▶ Assignment
Output, word for word, every line from the line with "dir_header.set_mode(0o755);" through the final line of the data below.
#### Information shown ####
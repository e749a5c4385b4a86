use serde::{Deserialize, Serialize};
use serde_json::json;

use super::client::LOGIN_PATH;
use super::ApiClient;
use crate::error::ClientResult;
use crate::models::{Usuario, UsuarioPayload};
use crate::session::SessionUser;

/// Body of a successful `POST /auth/login`.
#[derive(Debug, Clone, Serialize, Deserialize)]
pub struct LoginResponse {
    pub access_token: String,
    pub usuario: SessionUser,
}

pub struct AuthApi<'a> {
    client: &'a ApiClient,
}

impl<'a> AuthApi<'a> {
    pub(crate) fn new(client: &'a ApiClient) -> Self {
        Self { client }
    }

    /// Raw credential exchange. Use `SessionContext::login` to establish a session.
    pub async fn login(&self, email: &str, senha: &str) -> ClientResult<LoginResponse> {
        self.client
            .post_json(LOGIN_PATH, json!({ "email": email, "senha": senha }))
            .await
    }

    pub async fn me(&self) -> ClientResult<Usuario> {
        self.client.get_json("/auth/me", &[]).await
    }

    pub async fn register(&self, payload: &UsuarioPayload) -> ClientResult<Usuario> {
        payload.validate(true)?;
        self.client
            .post_json("/auth/register", serde_json::to_value(payload)?)
            .await
    }
}
//! Tar codec: store a tar stream in a tree, reconstitute it later.
//!
//! The stream is split across two reserved top-level subtrees:
//!
//! - `_fs_data/<path>` holds the contents of regular files;
//! - `_fs_meta/<hex(sha1(canonical(path)))>` holds each entry's original
//!   512-byte tar header, keyed by a hash of the path so arbitrarily deep
//!   names map to fixed-length keys.
//!
//! Decoding walks `_fs_data` and re-emits every entry with its stored
//! header, so header fields round-trip bit for bit. Entries other than
//! regular files are carried by their header alone.

use std::io::{self, Read, Write};

use sha1::{Digest, Sha1};
use tracing::debug;

use crate::error::{Error, Result};
use crate::path;
use crate::storage::{Node, Repository, Tree};

/// Reserved subtree holding the tar headers.
pub const META_TREE: &str = "_fs_meta";

/// Reserved subtree holding file contents.
pub const DATA_TREE: &str = "_fs_data";

const HEADER_LEN: usize = 512;

/// The key under [`META_TREE`] where the header for `name` is stored.
pub fn meta_path(name: &str) -> String {
    let digest = Sha1::digest(path::canonical(name).as_bytes());
    format!("{}/{}", META_TREE, hex::encode(digest))
}

/// Decode the tar stream from `src` into a new tree.
pub fn tar_to_tree(repo: &Repository, src: impl Read) -> Result<Tree> {
    let mut archive = tar::Archive::new(src);
    let mut out = repo.empty_tree()?;
    for entry in archive.entries()? {
        let mut entry = entry?;
        let name = entry.path()?.to_string_lossy().into_owned();
        let header = entry.header().clone();
        debug!(name = %name, "storing tar entry");
        out = out.set(&meta_path(&name), header.as_bytes().as_ref())?;
        if header.entry_type().is_file() {
            let mut contents = Vec::new();
            entry.read_to_end(&mut contents)?;
            out = out.set(&path::join(DATA_TREE, &name), contents)?;
        }
    }
    Ok(out)
}

/// Re-encode `tree` (as produced by [`tar_to_tree`]) into a tar stream
/// written to `dst`.
pub fn tree_to_tar(tree: &Tree, dst: impl Write) -> Result<()> {
    let mut builder = tar::Builder::new(dst);
    let data = tree.scope(DATA_TREE)?;
    data.walk("/", |name, node| {
        let meta = match tree.get(&meta_path(name)) {
            Ok(meta) => meta,
            Err(e) if e.is_not_found() && matches!(node, Node::Tree(_)) => {
                // an intermediate directory synthesized by the tree layout,
                // not an entry of the original stream
                return Ok(());
            }
            Err(e) if e.is_not_found() => {
                return Err(Error::Codec(format!("missing metadata for '{}'", name)));
            }
            Err(e) => return Err(e),
        };
        let header = parse_header(&meta, name)?;
        let size = header
            .size()
            .map_err(|e| Error::Codec(format!("bad size in header for '{}': {}", name, e)))?
            as usize;
        match node {
            Node::Blob(contents) => {
                if contents.len() < size {
                    return Err(Error::Codec(format!(
                        "'{}' declares {} bytes but only {} are stored",
                        name,
                        size,
                        contents.len()
                    )));
                }
                builder.append(&header, &contents[..size])?;
            }
            Node::Tree(_) => {
                builder.append(&header, io::empty())?;
            }
        }
        Ok(())
    })?;
    builder.finish()?;
    Ok(())
}

fn parse_header(meta: &[u8], name: &str) -> Result<tar::Header> {
    if meta.len() < HEADER_LEN {
        return Err(Error::Codec(format!(
            "metadata for '{}' is not a tar header",
            name
        )));
    }
    let mut header = tar::Header::new_old();
    header.as_mut_bytes().copy_from_slice(&meta[..HEADER_LEN]);
    Ok(header)
}

#[cfg(test)]
mod tests {
    use super::*;
    use tempfile::TempDir;

    fn setup() -> (TempDir, Repository) {
        let dir = TempDir::new().unwrap();
        let repo = Repository::init(dir.path()).unwrap();
        (dir, repo)
    }

    fn file_header(size: u64) -> tar::Header {
        let mut header = tar::Header::new_gnu();
        header.set_entry_type(tar::EntryType::Regular);
        header.set_size(size);
        header.set_mode(0o644);
        header.set_uid(0);
        header.set_gid(0);
        header.set_mtime(1400000000);
        header
    }

    fn sample_tar(files: &[(&str, &[u8])]) -> Vec<u8> {
        let mut builder = tar::Builder::new(Vec::new());
        for (name, contents) in files {
            let mut header = file_header(contents.len() as u64);
            builder.append_data(&mut header, name, *contents).unwrap();
        }
        builder.into_inner().unwrap()
    }

    #[test]
    fn test_encode_layout() {
        let (_dir, repo) = setup();
        let tar_bytes = sample_tar(&[("etc/hosts", b"127.0.0.1 localhost\n")]);
        let tree = tar_to_tree(&repo, &tar_bytes[..]).unwrap();

        assert_eq!(
            tree.get("_fs_data/etc/hosts").unwrap(),
            b"127.0.0.1 localhost\n"
        );
        let meta_names = tree.list(META_TREE).unwrap();
        assert_eq!(meta_names.len(), 1);
        assert_eq!(meta_names[0].len(), 40);
        // the header is addressable through meta_path
        let meta = tree.get(&meta_path("etc/hosts")).unwrap();
        assert_eq!(meta.len(), 512);
    }

    #[test]
    fn test_meta_path_canonicalizes() {
        assert_eq!(meta_path("/etc/hosts"), meta_path("etc//hosts"));
        assert!(meta_path("etc/hosts").starts_with("_fs_meta/"));
        assert_ne!(meta_path("a"), meta_path("b"));
    }

    #[test]
    fn test_roundtrip_regular_files() {
        let (_dir, repo) = setup();
        // names in tree order so the reconstituted stream lines up with
        // the input
        let files: &[(&str, &[u8])] = &[
            ("a/b", b"contents of a/b"),
            ("bin/sh", b"#!/bin/sh\n"),
            ("etc/hosts", b"127.0.0.1 localhost\n"),
        ];
        let tar_bytes = sample_tar(files);
        let tree = tar_to_tree(&repo, &tar_bytes[..]).unwrap();

        let mut out = Vec::new();
        tree_to_tar(&tree, &mut out).unwrap();

        let mut archive = tar::Archive::new(&out[..]);
        let mut decoded = Vec::new();
        for entry in archive.entries().unwrap() {
            let mut entry = entry.unwrap();
            let name = entry.path().unwrap().to_string_lossy().into_owned();
            let header = entry.header();
            let fields = (
                header.size().unwrap(),
                header.mode().unwrap(),
                header.uid().unwrap(),
                header.gid().unwrap(),
                header.mtime().unwrap(),
                header.entry_type(),
            );
            let mut contents = Vec::new();
            entry.read_to_end(&mut contents).unwrap();
            decoded.push((name, fields, contents));
        }

        assert_eq!(decoded.len(), files.len());
        for ((name, fields, contents), (want_name, want_contents)) in
            decoded.iter().zip(files.iter())
        {
            assert_eq!(name, want_name);
            assert_eq!(contents, want_contents);
            let (size, mode, uid, gid, mtime, entry_type) = fields;
            assert_eq!(*size, want_contents.len() as u64);
            assert_eq!(*mode, 0o644);
            assert_eq!(*uid, 0);
            assert_eq!(*gid, 0);
            assert_eq!(*mtime, 1400000000);
            assert_eq!(*entry_type, tar::EntryType::Regular);
        }
    }

    #[test]
    fn test_directory_entry_roundtrips_header_only() {
        let (_dir, repo) = setup();
        let mut builder = tar::Builder::new(Vec::new());

        let mut dir_header = tar::Header::new_gnu();
        dir_header.set_entry_type(tar::EntryType::Directory);
        dir_header.set_size(0);
        dir_header.set_mode(0o755);
        dir_header.set_mtime(1400000000);
        builder
            .append_data(&mut dir_header, "dir", io::empty())
            .unwrap();

        let mut reg_header = file_header(5);
        builder
            .append_data(&mut reg_header, "dir/f", &b"hello"[..])
            .unwrap();
        let tar_bytes = builder.into_inner().unwrap();

        let tree = tar_to_tree(&repo, &tar_bytes[..]).unwrap();
        // the directory contributed no data entry of its own
        assert_eq!(tree.list(DATA_TREE).unwrap(), vec!["dir"]);

        let mut out = Vec::new();
        tree_to_tar(&tree, &mut out).unwrap();

        let mut archive = tar::Archive::new(&out[..]);
        let entries: Vec<_> = archive
            .entries()
            .unwrap()
            .map(|e| {
                let e = e.unwrap();
                (
                    e.path().unwrap().to_string_lossy().into_owned(),
                    e.header().entry_type(),
                )
            })
            .collect();
        assert_eq!(
            entries,
            vec![
                ("dir".to_string(), tar::EntryType::Directory),
                ("dir/f".to_string(), tar::EntryType::Regular),
            ]
        );
    }

    #[test]
    fn test_missing_metadata_is_codec_error() {
        let (_dir, repo) = setup();
        let tree = repo
            .empty_tree()
            .unwrap()
            .set("_fs_data/orphan", "no header stored")
            .unwrap();
        let err = tree_to_tar(&tree, Vec::new()).unwrap_err();
        assert!(matches!(err, Error::Codec(_)));
    }

    #[test]
    fn test_tree_without_data_subtree_fails() {
        let (_dir, repo) = setup();
        let tree = repo.empty_tree().unwrap().set("unrelated", "x").unwrap();
        assert!(tree_to_tar(&tree, Vec::new()).is_err());
    }
}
####
▶ Answer to the problem
        dir_header.set_mode(0o755);
        dir_header.set_mtime(1400000000);
        builder
            .append_data(&mut dir_header, "dir", io::empty())
            .unwrap();

        let mut reg_header = file_header(5);
        builder
            .append_data(&mut reg_header, "dir/f", &b"hello"[..])
            .unwrap();
        let tar_bytes = builder.into_inner().unwrap();

        let tree = tar_to_tree(&repo, &tar_bytes[..]).unwrap();
        // the directory contributed no data entry of its own
        assert_eq!(tree.list(DATA_TREE).unwrap(), vec!["dir"]);

        let mut out = Vec::new();
        tree_to_tar(&tree, &mut out).unwrap();

        let mut archive = tar::Archive::new(&out[..]);
        let entries: Vec<_> = archive
            .entries()
            .unwrap()
            .map(|e| {
                let e = e.unwrap();
                (
                    e.path().unwrap().to_string_lossy().into_owned(),
                    e.header().entry_type(),
                )
            })
            .collect();
        assert_eq!(
            entries,
            vec![
                ("dir".to_string(), tar::EntryType::Directory),
                ("dir/f".to_string(), tar::EntryType::Regular),
            ]
        );
    }

    #[test]
    fn test_missing_metadata_is_codec_error() {
        let (_dir, repo) = setup();
        let tree = repo
            .empty_tree()
            .unwrap()
            .set("_fs_data/orphan", "no header stored")
            .unwrap();
        let err = tree_to_tar(&tree, Vec::new()).unwrap_err();
        assert!(matches!(err, Error::Codec(_)));
    }

    #[test]
    fn test_tree_without_data_subtree_fails() {
        let (_dir, repo) = setup();
        let tree = repo.empty_tree().unwrap().set("unrelated", "x").unwrap();
        assert!(tree_to_tar(&tree, Vec::new()).is_err());
    }
}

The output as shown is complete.